Candida albicans is the causative agent of oropharyngeal candidiasis, the most common oral complication in HIV/AIDS patients. As the use of antifungals increases in response to the large number of infections caused by C. albicans in AIDS patients, yeast isolates that are resistant in vitro and in vivo to fluconazole and Amphotericin B have emerged. C. albicans is capable of high-frequency, phenotypic switching, distinguishable by colony morphology. There is evidence to suggest that this phenotypic switching may play a role in antifungal resistance. This resistance can hold serious clinical consequences if a resistant organism spreads among a particular immunocompromised cohort of patients such as HIV/AIDS children in an orphanage. Objectives: The purpose of this study was to determine whether the observed phenotypic switching is related to antifungal resistance. Methods: Ninety-one oral C. albicans isolates collected from HIV/AIDS children residing in orphanages in Gauteng and a hospital out-patient clinic were screened for phenotypic switching.

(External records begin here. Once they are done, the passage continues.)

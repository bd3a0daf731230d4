// Chunk dimensions
pub const CHUNK_SIZE_X: i32 = 16;
pub const CHUNK_SIZE_Y: i32 = 64;
pub const CHUNK_SIZE_Z: i32 = 16;
pub const CHUNK_LAYER: i32 = CHUNK_SIZE_X * CHUNK_SIZE_Z;
pub const CHUNK_VOLUME: usize = (CHUNK_SIZE_X * CHUNK_SIZE_Y * CHUNK_SIZE_Z) as usize;

const _: () = assert!(CHUNK_SIZE_X > 0 && CHUNK_SIZE_Y > 0 && CHUNK_SIZE_Z > 0);

// Streaming defaults
pub const LOAD_RADIUS: i32 = 4;
pub const UNLOAD_RADIUS: i32 = 6;
pub const MAX_STARTS_PER_TICK: usize = 4;
pub const MAX_FINALIZES_PER_TICK: usize = 3;
pub const MAX_REMESH_PER_TICK: usize = 6;
pub const MAX_IN_FLIGHT: usize = 32;
pub const MAX_ASYNC_WORKERS: usize = 8;

// Terrain tuning
pub const DEFAULT_SEED: u32 = 2137;
pub const NOISE_FREQUENCY: f32 = 0.02;
pub const NOISE_OCTAVES: i32 = 4;
pub const NOISE_LACUNARITY: f32 = 2.0;
pub const NOISE_GAIN: f32 = 0.5;
pub const BASE_HEIGHT: i32 = 20;
pub const TERRAIN_AMPLITUDE: f32 = 5.0;
pub const DIRT_DEPTH: i32 = 4;
pub const TREE_SPACING: u32 = 47;
pub const TREE_BORDER: i32 = 2;
pub const TREE_MIN_TRUNK: i32 = 4;

// Upper bound for a single tree-collapse flood fill
pub const MAX_TREE_BLOCKS: usize = 512;

//indexes of textures in atlas
pub const TEX_GRASS_TOP: f32 = 0.0;
pub const TEX_GRASS_SIDE: f32 = 1.0;
pub const TEX_DIRT: f32 = 2.0;
pub const TEX_STONE: f32 = 3.0;
pub const TEX_SAND: f32 = 4.0;
pub const TEX_WATER: f32 = 5.0;
pub const TEX_WOOD_SIDE: f32 = 6.0;
pub const TEX_WOOD_TOP: f32 = 7.0;
pub const TEX_LEAVES: f32 = 8.0;
pub const TEX_BEDROCK: f32 = 9.0;
pub const TEX_PLANKS: f32 = 10.0;
pub const ATLAS_SIZE: u32 = 4;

Forty(44%) of those isolates exhibited switching characteristics, and were selected for antifungal resistance testing against amphotericin B and fluconazole utilizing the E-test method. Results: Of the 40 switched isolates, 3 (7.5%) were found to be resistant to fluconazole with a MIC of >64µg/ml. Of these 3 isolates, 2(67%) were from children residing in orphanages, and 1(33%) was from the out-patient clinic. In addition, 1 (2.5%) was found to be resistant to amphotericin B with a MIC >1µg/ml, and was from the out-patient clinic. The remaining 36(90%) isolates were found to be sensitive to both amphotericin B and fluconazole. Forty-four percent (44%) of oral C. albicans isolates revealed phenotypic switching and 7.5% of the switched isolates exhibited resistance to fluconazole, while 2.5% exhibited resistance to amphotericin B. Conclusions: The switching-related fluconazole resistance is of concern because of the confined cohort of immunocompromised children in which it occurred.